Donate Button with Credit Cards

Buy Vox Political books so we can continue
fighting for the facts.

Health Warning: Government! is now available
in either print or eBook format here:

HWG PrintHWG eBook

The first collection, Strong Words and Hard Times,
is still available in either print or eBook format here:

SWAHTprint SWAHTeBook

latest video

news via inbox

Enter your email address to follow this blog and receive notifications of new posts by email.

11 Comments

  1. Nick June 13, 2016 at 11:58 pm - Reply

    my wife’s a carer mike not only to myself but works as a carer to those at the end of there life and it’s about time carers are classed as professionals such as those who work in the NHS

    It is the most demanding of any job worldwide as you are not only dealing with the person at the end of there life but also the relatives who are putting all their trust in you for a positive outcome and they have the knowledge that you gave there family member the very best in care

    carers are a very rare breed as you cant just think that you can get trained and that’s it it is not like that at all

    cares like my wife were born to care and she is classed as a natural by the chief executive of her nursing home

    most days because of ongoing staff shortages agency staff have to come in but they no way anywhere near the level they need to be so in reality my wife has to work much harder especially on her 14 hour shifts

  2. Brian June 14, 2016 at 2:11 am - Reply

    Agree with every word, there is no magic bullet, gave up looking for that some time ago.
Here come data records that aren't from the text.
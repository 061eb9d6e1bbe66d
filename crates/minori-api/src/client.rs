use reqwest::Client;
use serde_json::json;

use crate::error::ApiError;
use crate::request::PageRequest;
use crate::traits::CatalogService;
use crate::types::{
    Ack, AnimeDetail, AnimeSummary, Genre, GenresEnvelope, IdsEnvelope, PageEnvelope,
    ToggleEnvelope, ToggleOutcome,
};

/// HTTP client for the catalog backend.
pub struct CatalogClient {
    base_url: String,
    http: Client,
}

impl CatalogClient {
    pub fn new(base_url: impl Into<String>) -> Self {
        let mut base_url = base_url.into();
        while base_url.ends_with('/') {
            base_url.pop();
        }
        Self {
            base_url,
            http: Client::new(),
        }
    }

    fn url(&self, path: &str) -> String {
        format!("{}{path}", self.base_url)
    }

    /// Check the HTTP response for errors and return the body text on failure.
    async fn check_response(resp: reqwest::Response) -> Result<reqwest::Response, ApiError> {
        if resp.status().is_success() {
            Ok(resp)
        } else {
            let status = resp.status().as_u16();
            let body = resp.text().await.unwrap_or_default();
            tracing::warn!(status, "catalog API error");
            Err(ApiError::Api {
                status,
                message: body,
            })
        }
    }

    async fn post_ack(&self, path: &str, body: serde_json::Value) -> Result<Ack, ApiError> {
        let resp = self.http.post(self.url(path)).json(&body).send().await?;
        let resp = Self::check_response(resp).await?;
        resp.json().await.map_err(|e| ApiError::Parse(e.to_string()))
    }
}

impl CatalogService for CatalogClient {
    type Error = ApiError;

    async fn fetch_page(&self, req: &PageRequest) -> Result<PageEnvelope, ApiError> {
        tracing::debug!(path = req.path(), "fetching page");
        let resp = self
            .http
            .get(self.url(req.path()))
            .query(&req.query_pairs())
            .send()
            .await?;

        // Grid endpoints report application errors through the envelope's
        // `error` field even on non-2xx statuses, so parse the body first.
        let status = resp.status();
        let body = resp.text().await?;
        match serde_json::from_str::<PageEnvelope>(&body) {
            Ok(env) => Ok(env),
            Err(_) if !status.is_success() => {
                tracing::warn!(status = status.as_u16(), "catalog API error");
                Err(ApiError::Api {
                    status: status.as_u16(),
                    message: body,
                })
            }
            Err(e) => Err(ApiError::Parse(e.to_string())),
        }
    }

    async fn genres(&self) -> Result<Vec<Genre>, ApiError> {
        let resp = self.http.get(self.url("/api/genres")).send().await?;
        let resp = Self::check_response(resp).await?;
        let env: GenresEnvelope = resp
            .json()
            .await
            .map_err(|e| ApiError::Parse(e.to_string()))?;
        Ok(env.genres)
    }

    async fn get_anime(&self, id: u64) -> Result<AnimeDetail, ApiError> {
        let resp = self
            .http
            .get(self.url(&format!("/api/anime/{id}")))
            .send()
            .await?;

        // An application-level `error` field stays in the payload; the modal
        // layer distinguishes it from transport failures.
        let resp = Self::check_response(resp).await?;
        resp.json().await.map_err(|e| ApiError::Parse(e.to_string()))
    }

    async fn my_anime_ids(&self) -> Result<Vec<u64>, ApiError> {
        let resp = self.http.get(self.url("/api/my_anime_ids")).send().await?;
        let resp = Self::check_response(resp).await?;
        let env: IdsEnvelope = resp
            .json()
            .await
            .map_err(|e| ApiError::Parse(e.to_string()))?;
        Ok(env.ids)
    }

    async fn toggle_list(&self, anime: &AnimeSummary) -> Result<ToggleOutcome, ApiError> {
        // The backend stores the card snapshot it is handed, including the
        // derived release year.
        let body = json!({
            "mal_id": anime.mal_id,
            "title": anime.title,
            "image": anime.image,
            "type": anime.media_type,
            "episodes": anime.episodes,
            "year": anime.release_year(),
            "synopsis": anime.synopsis,
            "score": anime.score,
            "popularity": anime.popularity,
        });

        let resp = self
            .http
            .post(self.url("/api/toggle_list"))
            .json(&body)
            .send()
            .await?;

        let resp = Self::check_response(resp).await?;
        let env: ToggleEnvelope = resp
            .json()
            .await
            .map_err(|e| ApiError::Parse(e.to_string()))?;

        if let Some(message) = env.error {
            return Err(ApiError::Api {
                status: 200,
                message,
            });
        }
        match env.status.as_deref() {
            Some("added") => Ok(ToggleOutcome::Added),
            Some("removed") => Ok(ToggleOutcome::Removed),
            other => Err(ApiError::Parse(format!(
                "unexpected toggle status: {other:?}"
            ))),
        }
    }

    async fn update_status(&self, id: u64, status: &str) -> Result<Ack, ApiError> {
        self.post_ack("/api/update_status", json!({ "id": id, "status": status }))
            .await
    }

    async fn update_score(&self, id: u64, score: Option<u8>) -> Result<Ack, ApiError> {
        self.post_ack("/api/update_score", json!({ "id": id, "score": score }))
            .await
    }

    async fn update_privacy(&self, id: u64, is_private: bool) -> Result<Ack, ApiError> {
        self.post_ack(
            "/api/update_private",
            json!({ "id": id, "is_private": is_private }),
        )
        .await
    }

    async fn update_comment(&self, id: u64, comment: &str) -> Result<Ack, ApiError> {
        self.post_ack(
            "/api/update_comment",
            json!({ "id": id, "comment": comment }),
        )
        .await
    }

    async fn delete_from_list(&self, id: u64) -> Result<Ack, ApiError> {
        self.post_ack("/api/delete_from_list", json!({ "id": id }))
            .await
    }

    async fn set_nsfw(&self, allowed: bool) -> Result<Ack, ApiError> {
        self.post_ack("/api/set_nsfw", json!({ "nsfw": allowed }))
            .await
    }
}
But it is a job, thankless and sometimes depressing as familiarity leads to contempt. But you can not ‘clock off’, & trouble is, when there’s no dosh, it’s hard to have a break, but better a walk in the park than down the GP’s.

  3. rdevitt2012 June 14, 2016 at 4:52 am - Reply

    Brilliant blog, you explain the difficult position carers are in so well, thank you.
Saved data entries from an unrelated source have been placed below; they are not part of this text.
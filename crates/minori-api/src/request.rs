//! Typed grid requests and their query-string derivation.
//!
//! The query controller reduces its state to one [`PageRequest`]; this
//! module owns the mapping from that value to the exact parameters the
//! backend expects, so every page mode goes over the wire the same way.

use std::collections::BTreeSet;

/// Page size for search results and curated rankings.
pub const LIST_PAGE_SIZE: u32 = 12;
/// Page size for random and filtered-random draws.
pub const RANDOM_PAGE_SIZE: u32 = 20;

/// A server-ranked collection, as opposed to search or a random draw.
#[derive(Debug, Clone, Copy, PartialEq, Eq)]
pub enum CuratedKind {
    Popular,
    Top,
    Airing,
}

impl CuratedKind {
    fn path(self) -> &'static str {
        match self {
            Self::Popular => "/api/popular_anime",
            Self::Top => "/api/top_anime",
            Self::Airing => "/api/airing_anime",
        }
    }
}

/// Server-side sort key for search results.
///
/// `Score` is the backend default; the controller only sends an explicit
/// key when the user picked something else.
#[derive(Debug, Clone, Copy, PartialEq, Eq, Default)]
pub enum SortKey {
    #[default]
    Score,
    Popularity,
    StartDate,
    Episodes,
}

impl SortKey {
    pub fn as_param(self) -> &'static str {
        match self {
            Self::Score => "score",
            Self::Popularity => "popularity",
            Self::StartDate => "start_date",
            Self::Episodes => "episodes",
        }
    }
}

/// The filter panel's selection. Genres are kept ordered so the derived
/// query string is stable.
#[derive(Debug, Clone, Default, PartialEq, Eq)]
pub struct FilterSet {
    pub media_type: Option<String>,
    pub status: Option<String>,
    pub rating: Option<String>,
    pub min_year: Option<u32>,
    pub max_year: Option<u32>,
    pub genre_ids: BTreeSet<u64>,
}

impl FilterSet {
    pub fn is_empty(&self) -> bool {
        *self == Self::default()
    }

    fn genres_param(&self) -> String {
        let mut out = String::new();
        for id in &self.genre_ids {
            if !out.is_empty() {
                out.push(',');
            }
            out.push_str(&id.to_string());
        }
        out
    }
}

/// One grid-filling request, fully derived from controller state.
///
/// Every variant carries `sfw`, computed by the caller as the negation of
/// the resolved NSFW preference.
#[derive(Debug, Clone, PartialEq)]
pub enum PageRequest {
    Search {
        term: String,
        page: u32,
        sort: Option<SortKey>,
        sfw: bool,
    },
    Curated {
        kind: CuratedKind,
        page: u32,
        sfw: bool,
    },
    RandomFiltered {
        filters: FilterSet,
        sfw: bool,
    },
    Random {
        sfw: bool,
    },
}

impl PageRequest {
    pub fn path(&self) -> &'static str {
        match self {
            Self::Search { .. } => "/api/search_anime",
            Self::Curated { kind, .. } => kind.path(),
            Self::RandomFiltered { .. } | Self::Random { .. } => "/api/random_anime_filtered",
        }
    }

    /// Query parameters in the order the original client sent them.
    pub fn query_pairs(&self) -> Vec<(&'static str, String)> {
        match self {
            Self::Search {
                term,
                page,
                sort,
                sfw,
            } => {
                let mut pairs = vec![
                    ("q", term.clone()),
                    ("page", page.to_string()),
                    ("limit", LIST_PAGE_SIZE.to_string()),
                    ("sfw", sfw.to_string()),
                ];
                if let Some(key) = sort {
                    pairs.push(("order_by", key.as_param().to_string()));
                    pairs.push(("sort", "desc".to_string()));
                }
                pairs
            }
            Self::Curated { page, sfw, .. } => vec![
                ("page", page.to_string()),
                ("limit", LIST_PAGE_SIZE.to_string()),
                ("sfw", sfw.to_string()),
            ],
            Self::RandomFiltered { filters, sfw } => vec![
                ("type", filters.media_type.clone().unwrap_or_default()),
                ("status", filters.status.clone().unwrap_or_default()),
                ("rating", filters.rating.clone().unwrap_or_default()),
                (
                    "min_year",
                    filters.min_year.map(|y| y.to_string()).unwrap_or_default(),
                ),
                (
                    "max_year",
                    filters.max_year.map(|y| y.to_string()).unwrap_or_default(),
                ),
                ("genres", filters.genres_param()),
                ("limit", RANDOM_PAGE_SIZE.to_string()),
                ("sfw", sfw.to_string()),
            ],
            Self::Random { sfw } => vec![
                ("limit", RANDOM_PAGE_SIZE.to_string()),
                ("sfw", sfw.to_string()),
            ],
        }
    }
}
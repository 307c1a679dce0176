//! `"service.action"` lookup

use std::sync::Arc;

use crate::registry::ServiceRegistry;
use crate::service::{Action, Service};

/// A method resolved to its owning service and action
#[derive(Clone)]
pub struct ResolvedMethod {
    pub service_name: String,
    pub action_name: String,
    pub service: Arc<dyn Service>,
    pub action: Arc<dyn Action>,
}

impl std::fmt::Debug for ResolvedMethod {
    fn fmt(&self, f: &mut std::fmt::Formatter<'_>) -> std::fmt::Result {
        f.debug_struct("ResolvedMethod")
            .field("service_name", &self.service_name)
            .field("action_name", &self.action_name)
            .finish()
    }
}

/// Splits `method` on its first `.` and looks both halves up. Returns
/// `None` when either half is empty or missing, the service is not
/// registered, or the service has no such action.
pub fn resolve(registry: &ServiceRegistry, method: &str) -> Option<ResolvedMethod> {
    let (service_name, action_name) = method.split_once('.')?;
    if service_name.is_empty() || action_name.is_empty() {
        return None;
    }

    let service = registry.get(service_name)?;
    let action = service.action(action_name)?;

    Some(ResolvedMethod {
        service_name: service_name.to_string(),
        action_name: action_name.to_string(),
        service: Arc::clone(service),
        action,
    })
}
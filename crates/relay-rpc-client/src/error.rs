//! Error types for client calls

use serde_json::{Value, json};
use thiserror::Error;

use relay_json_rpc_server::error_codes;
use relay_json_rpc_server::{JsonRpcErrorObject, RequestError, ServiceError};

/// Result type for client operations
pub type RpcClientResult<T> = Result<T, RpcClientError>;

/// Every way a remote call can fail, reported in the same code space as
/// server-side errors
#[derive(Error, Debug)]
pub enum RpcClientError {
    /// The outgoing request failed local validation
    #[error("Invalid request: {0}")]
    Request(#[from] RequestError),

    /// The request never produced a usable reply
    #[error("Network error: {0}")]
    Network(#[from] TransportError),

    /// The server answered with an error object
    #[error("Service error: {0}")]
    Service(ServiceError),

    /// The reply had neither `result` nor an `error` object
    #[error("Unknown response shape: {0}")]
    UnknownResponseShape(Value),

    /// The name is reserved for introspection and cannot be called
    #[error("'{0}' is a reserved name")]
    ReservedName(String),

    /// Configuration errors
    #[error("Configuration error: {0}")]
    Config(String),
}

/// Transport-specific errors
#[derive(Error, Debug)]
pub enum TransportError {
    #[error("HTTP transport error: {0}")]
    Http(String),

    #[error("Connection failed: {0}")]
    ConnectionFailed(String),

    #[error("Request timed out")]
    Timeout,

    #[error("Invalid response body: {0}")]
    InvalidResponse(String),
}

impl From<reqwest::Error> for TransportError {
    fn from(error: reqwest::Error) -> Self {
        if error.is_timeout() {
            TransportError::Timeout
        } else if error.is_connect() {
            TransportError::ConnectionFailed(error.to_string())
        } else {
            TransportError::Http(error.to_string())
        }
    }
}

impl RpcClientError {
    /// Create a configuration error
    pub fn config(message: impl Into<String>) -> Self {
        Self::Config(message.into())
    }

    /// The error code a caller sees for this failure
    pub fn code(&self) -> i64 {
        match self {
            Self::Request(e) => e.code().code(),
            Self::Network(_) => error_codes::NETWORK_ERROR,
            Self::Service(e) => e.code(),
            Self::UnknownResponseShape(_) => error_codes::UNKNOWN_RESPONSE_SHAPE,
            Self::ReservedName(_) | Self::Config(_) => error_codes::INVALID_REQUEST,
        }
    }

    /// The failure as a normalized `{code, message, data}` error object
    pub fn to_error_object(&self) -> JsonRpcErrorObject {
        match self {
            Self::Request(e) => e.to_error_object(),
            Self::Network(e) => JsonRpcErrorObject::new(
                error_codes::NETWORK_ERROR,
                "Network error",
                Some(json!(e.to_string())),
            ),
            Self::Service(e) => e.clone().into_error_object(),
            Self::UnknownResponseShape(reply) => JsonRpcErrorObject::new(
                error_codes::UNKNOWN_RESPONSE_SHAPE,
                "Unknown response shape",
                Some(reply.clone()),
            ),
            Self::ReservedName(name) => JsonRpcErrorObject::new(
                error_codes::INVALID_REQUEST,
                "Invalid Request",
                Some(json!(format!("'{}' is a reserved name", name))),
            ),
            Self::Config(message) => JsonRpcErrorObject::new(
                error_codes::INVALID_REQUEST,
                "Invalid Request",
                Some(json!(message)),
            ),
        }
    }

    /// The service's own error, when the server reported one
    pub fn service_error(&self) -> Option<&ServiceError> {
        match self {
            Self::Service(e) => Some(e),
            _ => None,
        }
    }

    /// Whether the failure happened before or outside the server
    pub fn is_network_error(&self) -> bool {
        matches!(self, Self::Network(_))
    }
}

#[cfg(test)]
mod tests {
    use super::*;

    #[test]
    fn test_codes() {
        assert_eq!(
            RpcClientError::Network(TransportError::Timeout).code(),
            -32001
        );
        assert_eq!(
            RpcClientError::UnknownResponseShape(json!({"jsonrpc": "2.0"})).code(),
            -32002
        );
        assert_eq!(
            RpcClientError::Request(RequestError::InvalidRequest("method")).code(),
            -32600
        );
        assert_eq!(
            RpcClientError::Service(ServiceError::new(10056, "x")).code(),
            10056
        );
        assert_eq!(
            RpcClientError::Service(ServiceError::opaque("boom")).code(),
            -32000
        );
    }

    #[test]
    fn test_error_objects() {
        let object =
            RpcClientError::Service(ServiceError::opaque(json!({"message": "error from B"})))
                .to_error_object();
        assert_eq!(object.code, -32000);
        assert_eq!(object.data, Some(json!({"message": "error from B"})));

        let object = RpcClientError::Network(TransportError::Http("HTTP 502".into()))
            .to_error_object();
        assert_eq!(object.code, -32001);
        assert_eq!(object.message, "Network error");
    }
}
  4. Sven Wraight June 14, 2016 at 6:38 am - Reply

    £62.10/35hrs = £1.77/hr

  5. Grace June 14, 2016 at 9:34 am - Reply

    I am familiar with the feelings of frustration/resentment from both sides of the coin as someone who has continuously been a carer for 33 years, mostly to an adult son with learning difficulties/autism but at points to other relatives at the same time, some with very challenging needs, and for the last 23 years of that also needed varying degrees of care and support myself due to chronic disabling illness. Painstakingly full, honest and kind airings of these feelings to one another has proved, for myself and my husband, to be the best way of beating resentments and staying close. As for society, it sometimes feels like it would rather not see either carers or cared for, and values neithef.
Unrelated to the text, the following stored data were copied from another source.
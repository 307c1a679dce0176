//! # HTTP JSON-RPC Server
//!
//! HTTP/1.1 transport for the relay service runtime. One endpoint path
//! accepts `POST` bodies holding a single JSON-RPC request or a batch and
//! answers with the runner's output, or `204 No Content` when there is
//! nothing to send back (notifications).
//!
//! ## Features
//! - hyper 1 accept loop, one task per connection
//! - CORS support for browser-based clients
//! - Request headers and peer address forwarded to services
//! - Body size limit
//! - Environment-driven configuration

pub mod config;
pub mod cors;
pub mod handler;
pub mod server;

// Re-export main types
pub use config::{ConfigError, ServerConfig};
pub use cors::CorsLayer;
pub use handler::RpcHttpHandler;
pub use server::{HttpRpcServer, HttpRpcServerBuilder};

// Re-export foundational types
pub use relay_json_rpc_server::{RpcServer, Runner};

/// Result type for HTTP transport operations
pub type Result<T> = std::result::Result<T, HttpRpcError>;

/// HTTP transport errors
#[derive(Debug, thiserror::Error)]
pub enum HttpRpcError {
    #[error("HTTP error: {0}")]
    Http(#[from] hyper::Error),

    #[error("Configuration error: {0}")]
    Config(#[from] ConfigError),

    #[error("Serialization error: {0}")]
    Serialization(#[from] serde_json::Error),

    #[error("IO error: {0}")]
    Io(#[from] std::io::Error),
}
  6. rockingbass June 14, 2016 at 10:38 am - Reply

    I have personally witnessed the deterioration in support for carers and the cared for over the past 15 years….It is quite shameful…..

  7. casalealex June 14, 2016 at 12:19 pm - Reply

    There are elderly people caring for their parents. If the elderly family carer receives state pension they cannot claim Carer’s or Attendance Allowance.

  8. mrmarcpc June 14, 2016 at 1:27 pm - Reply

    My Mam is a carer to my Dad and she doesn’t get the help and support that she should be getting, is doing it all on her own, I help out but it’s not the same, the support should be there for carers like her!

  9. 61chrissterry June 14, 2016 at 9:36 pm - Reply

    Shared on 61chrissterry

  10. Jenny Hambidge June 14, 2016 at 9:44 pm - Reply

    I’m sorry you had to make your comments in the beginning so personal, Mike.I agree that care of sick and disabled people is more and more shockingly neglected by the Government. And the stress of caring for someone is perhaps beginning to tell on you.I’m sure you do a great job,but I somehow think that we chronically sick and disabled ones have a point of view too on our experience of being trapped,unvalued by society, forced to be dependent and the sheer weariness of illness day after day I receive a Direct Payment and employ my own independent assistant. Dependency can be the death of a relationship -it did for mine.

    • Mike Sivier June 15, 2016 at 12:14 am - Reply

      Yes indeed.
      Of course, this article was about carers so it would have been inappropriate to dwell too much on the point of view of the cared-for. I do that quite a lot too, but in other articles.